Max Levchin: “The Net IQ of the World Is About to Go Up 50 Points”
- 01AI as an IQ Equalizer
- 02The Devolution of Credit
- 03The Technical CEO Renaissance
Podcast: Sourcery | Participants: Max Levchin (CEO, Affirm), Molly O'Shea
1. Key Themes
AI as an IQ Equalizer — Destroying Predatory Business Models
Levchin's most striking thesis is that AI will fundamentally eliminate business models that rely on consumer ignorance or inattention — particularly in finance. As AI becomes ubiquitous even for non-tech consumers, the ability to hide fees, bury terms, or exploit behavioral blind spots disappears. This is not a Silicon Valley phenomenon — it's a mass-market shift.

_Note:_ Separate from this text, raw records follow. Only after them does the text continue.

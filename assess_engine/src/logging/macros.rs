//! Logging macros accepting `"key" => value` context pairs with Display values
//!
//! All macros are no-ops when no global logging service is installed; context
//! values are only formatted once one is.

// ============================================================================
// ERROR / SUCCESS (coded)
// ============================================================================

/// Log an error with a `Code`
#[macro_export]
macro_rules! log_error {
    ($code:expr, $message:expr) => {
        $crate::logging::log_error_with_context($code, $message, vec![])
    };

    ($code:expr, $message:expr, $($key:expr => $value:expr),+ $(,)?) => {
        if $crate::logging::is_initialized() {
            let context_strings: Vec<(&str, String)> = vec![$(($key, format!("{}", $value))),+];
            let context_refs: Vec<(&str, &str)> = context_strings.iter()
                .map(|(k, v)| (*k, v.as_str()))
                .collect();
            $crate::logging::log_error_with_context($code, $message, context_refs)
        }
    };
}

/// Log a success event with a `Code`
#[macro_export]
macro_rules! log_success {
    ($code:expr, $message:expr) => {
        $crate::logging::log_success_with_context($code, $message, vec![])
    };

    ($code:expr, $message:expr, $($key:expr => $value:expr),+ $(,)?) => {
        if $crate::logging::is_initialized() {
            let context_strings: Vec<(&str, String)> = vec![$(($key, format!("{}", $value))),+];
            let context_refs: Vec<(&str, &str)> = context_strings.iter()
                .map(|(k, v)| (*k, v.as_str()))
                .collect();
            $crate::logging::log_success_with_context($code, $message, context_refs)
        }
    };
}

// ============================================================================
// WARNING / INFO / DEBUG
// ============================================================================

/// Log a warning, optionally with a `code = ...` prefix
#[macro_export]
macro_rules! log_warning {
    (code = $code:expr, $message:expr) => {
        $crate::logging::log_warning_with_context(Some($code), $message, vec![])
    };

    (code = $code:expr, $message:expr, $($key:expr => $value:expr),+ $(,)?) => {
        if $crate::logging::is_initialized() {
            let context_strings: Vec<(&str, String)> = vec![$(($key, format!("{}", $value))),+];
            let context_refs: Vec<(&str, &str)> = context_strings.iter()
                .map(|(k, v)| (*k, v.as_str()))
                .collect();
            $crate::logging::log_warning_with_context(Some($code), $message, context_refs)
        }
    };

    ($message:expr) => {
        $crate::logging::log_warning_with_context(None, $message, vec![])
    };

    ($message:expr, $($key:expr => $value:expr),+ $(,)?) => {
        if $crate::logging::is_initialized() {
            let context_strings: Vec<(&str, String)> = vec![$(($key, format!("{}", $value))),+];
            let context_refs: Vec<(&str, &str)> = context_strings.iter()
                .map(|(k, v)| (*k, v.as_str()))
                .collect();
            $crate::logging::log_warning_with_context(None, $message, context_refs)
        }
    };
}

/// Log an informational message
#[macro_export]
macro_rules! log_info {
    ($message:expr) => {
        $crate::logging::log_info_with_context($message, vec![])
    };

    ($message:expr, $($key:expr => $value:expr),+ $(,)?) => {
        if $crate::logging::is_initialized() {
            let context_strings: Vec<(&str, String)> = vec![$(($key, format!("{}", $value))),+];
            let context_refs: Vec<(&str, &str)> = context_strings.iter()
                .map(|(k, v)| (*k, v.as_str()))
                .collect();
            $crate::logging::log_info_with_context($message, context_refs)
        }
    };
}

/// Log a debug message
#[macro_export]
macro_rules! log_debug {
    ($message:expr) => {
        $crate::logging::log_debug_with_context($message, vec![])
    };

    ($message:expr, $($key:expr => $value:expr),+ $(,)?) => {
        if $crate::logging::is_initialized() {
            let context_strings: Vec<(&str, String)> = vec![$(($key, format!("{}", $value))),+];
            let context_refs: Vec<(&str, &str)> = context_strings.iter()
                .map(|(k, v)| (*k, v.as_str()))
                .collect();
            $crate::logging::log_debug_with_context($message, context_refs)
        }
    };
}
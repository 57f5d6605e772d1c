use super::helper;
use super::AssessmentExecutor;
use crate::assessment::{AssessmentError, ConfiguredAssessment};
use crate::builder::{AssessmentResultBuilder, ProtocolError};
use crate::notify::AssessmentNotifier;
use crate::types::Document;
use std::sync::Arc;

/// Runs the executable assessments one at a time on the calling thread
///
/// The first failure aborts the run; panics propagate to the caller.
pub struct SequentialAssessmentExecutor {
    assessments: Vec<ConfiguredAssessment>,
    notifier: Arc<dyn AssessmentNotifier>,
}

impl SequentialAssessmentExecutor {
    pub fn new(
        assessments: Vec<ConfiguredAssessment>,
        notifier: Arc<dyn AssessmentNotifier>,
    ) -> Result<Self, ProtocolError> {
        if assessments.is_empty() {
            return Err(ProtocolError::EmptyAssessmentList);
        }
        Ok(Self {
            assessments,
            notifier,
        })
    }
}

impl AssessmentExecutor for SequentialAssessmentExecutor {
    fn assessments(&self) -> &[ConfiguredAssessment] {
        &self.assessments
    }

    fn execute(
        &self,
        document: Arc<dyn Document>,
        builder: Arc<dyn AssessmentResultBuilder>,
    ) -> Result<(), AssessmentError> {
        let document = document.as_ref();
        let builder = builder.as_ref();

        builder.start();
        builder.add_assessment_target(document);
        self.notifier.execution_started(document);

        let executables = helper::get_executable_assessments(document, &self.assessments)?;
        for executable in &executables {
            helper::execute_assessment(executable, document, builder, self.notifier.as_ref())?;
        }

        self.notifier.execution_completed(document);
        Ok(())
    }
}
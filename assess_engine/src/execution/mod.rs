//! Executors that run configured assessments against one document

pub mod concurrent;
pub mod factory;
pub mod helper;
pub mod pool;
pub mod sequential;

pub use concurrent::ConcurrentAssessmentExecutor;
pub use factory::AssessmentExecutorFactory;
pub use helper::{execute_assessment, get_executable_assessments};
pub use pool::{CancellationToken, Job, TaskExecutor, WorkerPool};
pub use sequential::SequentialAssessmentExecutor;

use crate::assessment::{AssessmentError, ConfiguredAssessment};
use crate::builder::AssessmentResultBuilder;
use crate::types::Document;
use std::sync::Arc;

/// Runs a fixed list of configured assessments against a document
///
/// `execute` starts the builder, registers the document as a target, resolves
/// the executable set and runs it. The builder is left started; ending it is
/// the caller's job.
pub trait AssessmentExecutor: Send + Sync {
    fn assessments(&self) -> &[ConfiguredAssessment];

    fn execute(
        &self,
        document: Arc<dyn Document>,
        builder: Arc<dyn AssessmentResultBuilder>,
    ) -> Result<(), AssessmentError>;
}
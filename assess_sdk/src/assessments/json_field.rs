//! JSON field assessment
//!
//! Evaluates a list of field rules against a [`JsonDocument`] and reports one
//! test result per applicable rule against the rule's derived requirement.

use super::errors::RuleError;
use crate::documents::JsonDocument;
use assess_engine::assessment::{Assessment, AssessmentError, AssessmentId, AssessmentSequence, CheckError};
use assess_engine::builder::AssessmentResultBuilder;
use assess_engine::types::{ContextReference, Document, TestResult, TestState, TestStatus};
use assess_engine::log_debug;
use regex::Regex;
use serde::{Deserialize, Serialize};
use serde_json::Value;
use std::path::{Path, PathBuf};

/// Kind of check a rule performs on the value at its pointer
#[derive(Debug, Clone, Copy, PartialEq, Eq, Serialize, Deserialize)]
#[serde(rename_all = "snake_case")]
pub enum CheckKind {
    Exists,
    Equals,
    Matches,
}

/// Status reported when a rule does not hold
#[derive(Debug, Clone, Copy, PartialEq, Eq, Default, Serialize, Deserialize)]
#[serde(rename_all = "lowercase")]
pub enum FailureSeverity {
    #[default]
    Fail,
    Warning,
}

impl FailureSeverity {
    pub fn status(self) -> TestStatus {
        match self {
            FailureSeverity::Fail => TestStatus::Fail,
            FailureSeverity::Warning => TestStatus::Warning,
        }
    }
}

/// Declarative rule as written in an assessment plan
#[derive(Debug, Clone, PartialEq, Serialize, Deserialize)]
pub struct FieldRule {
    /// Test id reported in the result
    pub id: String,
    /// Derived requirement the result is recorded against
    pub requirement: String,
    pub pointer: String,
    pub check: CheckKind,
    #[serde(default, skip_serializing_if = "Option::is_none")]
    pub value: Option<Value>,
    #[serde(default, skip_serializing_if = "Option::is_none")]
    pub pattern: Option<String>,
    #[serde(default)]
    pub severity: FailureSeverity,
    /// Pointer that must resolve for the rule to apply at all
    #[serde(default, skip_serializing_if = "Option::is_none")]
    pub applies_when: Option<String>,
}

impl FieldRule {
    pub fn exists(id: &str, requirement: &str, pointer: &str) -> Self {
        Self {
            id: id.to_string(),
            requirement: requirement.to_string(),
            pointer: pointer.to_string(),
            check: CheckKind::Exists,
            value: None,
            pattern: None,
            severity: FailureSeverity::Fail,
            applies_when: None,
        }
    }

    pub fn equals(id: &str, requirement: &str, pointer: &str, value: Value) -> Self {
        Self {
            check: CheckKind::Equals,
            value: Some(value),
            ..Self::exists(id, requirement, pointer)
        }
    }

    pub fn matches(id: &str, requirement: &str, pointer: &str, pattern: &str) -> Self {
        Self {
            check: CheckKind::Matches,
            pattern: Some(pattern.to_string()),
            ..Self::exists(id, requirement, pointer)
        }
    }

    pub fn with_severity(mut self, severity: FailureSeverity) -> Self {
        self.severity = severity;
        self
    }

    pub fn applies_when(mut self, pointer: &str) -> Self {
        self.applies_when = Some(pointer.to_string());
        self
    }
}

#[derive(Debug)]
enum CompiledCheck {
    Exists,
    Equals(Value),
    Matches(Regex),
}

#[derive(Debug)]
struct CompiledRule {
    rule: FieldRule,
    check: CompiledCheck,
}

impl CompiledRule {
    fn compile(rule: FieldRule) -> Result<Self, RuleError> {
        for pointer in std::iter::once(&rule.pointer).chain(rule.applies_when.iter()) {
            if !pointer.is_empty() && !pointer.starts_with('/') {
                return Err(RuleError::InvalidPointer {
                    rule: rule.id.clone(),
                    pointer: pointer.clone(),
                });
            }
        }

        let check = match rule.check {
            CheckKind::Exists => CompiledCheck::Exists,
            CheckKind::Equals => match &rule.value {
                Some(value) => CompiledCheck::Equals(value.clone()),
                None => return Err(RuleError::MissingValue { rule: rule.id.clone() }),
            },
            CheckKind::Matches => match &rule.pattern {
                Some(pattern) => {
                    let regex = Regex::new(pattern).map_err(|source| RuleError::InvalidPattern {
                        rule: rule.id.clone(),
                        source,
                    })?;
                    CompiledCheck::Matches(regex)
                }
                None => return Err(RuleError::MissingPattern { rule: rule.id.clone() }),
            },
        };

        Ok(Self { rule, check })
    }

    /// Whether the rule holds, plus the observed value for reporting
    fn evaluate(&self, actual: Option<&Value>) -> (bool, String) {
        let observed = actual.map(render).unwrap_or_else(|| "<missing>".to_string());
        let holds = match (&self.check, actual) {
            (_, None) => false,
            (CompiledCheck::Exists, Some(_)) => true,
            (CompiledCheck::Equals(expected), Some(actual)) => actual == expected,
            (CompiledCheck::Matches(regex), Some(actual)) => regex.is_match(&render(actual)),
        };
        (holds, observed)
    }

    fn expectation(&self) -> String {
        match &self.check {
            CompiledCheck::Exists => "exists".to_string(),
            CompiledCheck::Equals(value) => format!("== {}", value),
            CompiledCheck::Matches(regex) => format!("=~ {}", regex.as_str()),
        }
    }
}

/// Strings without quotes, everything else as compact JSON
fn render(value: &Value) -> String {
    match value {
        Value::String(s) => s.clone(),
        other => other.to_string(),
    }
}

/// Last path segment of a system id, reduced to file-name-safe characters
fn report_stem(system_id: &str) -> String {
    let name = system_id.rsplit('/').next().unwrap_or(system_id);
    let name = name.strip_suffix(".json").unwrap_or(name);
    name.chars()
        .map(|c| if c.is_ascii_alphanumeric() || c == '-' || c == '_' { c } else { '_' })
        .collect()
}

#[derive(Debug, Serialize)]
struct Finding<'a> {
    test_id: &'a str,
    requirement: &'a str,
    pointer: &'a str,
    expected: String,
    observed: String,
    status: TestStatus,
}

pub struct JsonFieldAssessment {
    id: AssessmentId,
    rules: Vec<CompiledRule>,
    report_directory: Option<PathBuf>,
}

impl JsonFieldAssessment {
    pub fn new(sequence: &AssessmentSequence, rules: Vec<FieldRule>) -> Result<Self, RuleError> {
        if rules.is_empty() {
            return Err(RuleError::NoRules);
        }
        let rules = rules
            .into_iter()
            .map(CompiledRule::compile)
            .collect::<Result<Vec<_>, _>>()?;

        Ok(Self {
            id: sequence.next_id(),
            rules,
            report_directory: None,
        })
    }

    /// Write a findings file into `directory` after each run
    pub fn with_report_directory(mut self, directory: impl Into<PathBuf>) -> Self {
        self.report_directory = Some(directory.into());
        self
    }

    pub fn rule_count(&self) -> usize {
        self.rules.len()
    }

    fn write_findings(
        &self,
        directory: &Path,
        document: &dyn Document,
        findings: &[Finding<'_>],
    ) -> Result<(), CheckError> {
        let file = directory.join(format!(
            "{}-{}-{}.json",
            self.assessment_type(),
            self.id.value(),
            report_stem(document.system_id())
        ));
        let json = serde_json::to_string_pretty(findings)?;
        std::fs::write(&file, json)?;
        log_debug!("Findings written",
            "file" => file.display(),
            "findings" => findings.len()
        );
        Ok(())
    }
}

impl Assessment for JsonFieldAssessment {
    fn id(&self) -> AssessmentId {
        self.id
    }

    fn assessment_type(&self) -> &str {
        "json_field"
    }

    fn execute(
        &self,
        document: &dyn Document,
        builder: &dyn AssessmentResultBuilder,
    ) -> Result<(), CheckError> {
        let json = JsonDocument::downcast(document).ok_or_else(|| {
            AssessmentError::check_failed(
                &self.name(true),
                format!("{} is not a JSON document", document.system_id()),
            )
        })?;

        let mut findings = Vec::new();
        for compiled in &self.rules {
            let rule = &compiled.rule;

            if let Some(gate) = &rule.applies_when {
                if json.pointer(gate).is_none() {
                    builder.assign_test_status(self, document, &rule.requirement, TestState::NotApplicable);
                    continue;
                }
            }

            let (holds, observed) = compiled.evaluate(json.pointer(&rule.pointer));
            let status = if holds {
                TestStatus::Pass
            } else {
                rule.severity.status()
            };

            let context = ContextReference::new(document.system_id()).with_locator(rule.pointer.clone());
            let result = TestResult::new(rule.id.clone(), status, context)
                .with_values([rule.pointer.clone(), compiled.expectation(), observed.clone()]);
            builder.add_test_result(self, document, &rule.requirement, result);

            if !holds {
                findings.push(Finding {
                    test_id: &rule.id,
                    requirement: &rule.requirement,
                    pointer: &rule.pointer,
                    expected: compiled.expectation(),
                    observed,
                    status,
                });
            }
        }

        if let Some(directory) = &self.report_directory {
            self.write_findings(directory, document, &findings)?;
        }
        Ok(())
    }
}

"The net IQ of the world is about to go up like 50 points. The average IQ with AI in your ear at all times is about to go up to 150, which is like north of the genius definition. So very, very soon, the willingness to put up with random obnoxious things like low quality or crappy terms or products that pretend to be something they're not — all of that is just going to get flushed out very quickly. And companies that have business models that are buried in a fine print of some kind are all in for a very rude awakening." 01:19:44
The Devolution of Credit — And Affirm as the Counter-Narrative
Levchin provides a sweeping historical arc of credit, from Mesopotamian farmers borrowing against future harvests to modern banks profiting from late fees. His argument is that credit has morally and structurally devolved — and Affirm was built as an explicit corrective. The "no fine print" core value is not a marketing tagline — it's a thesis about business model integrity.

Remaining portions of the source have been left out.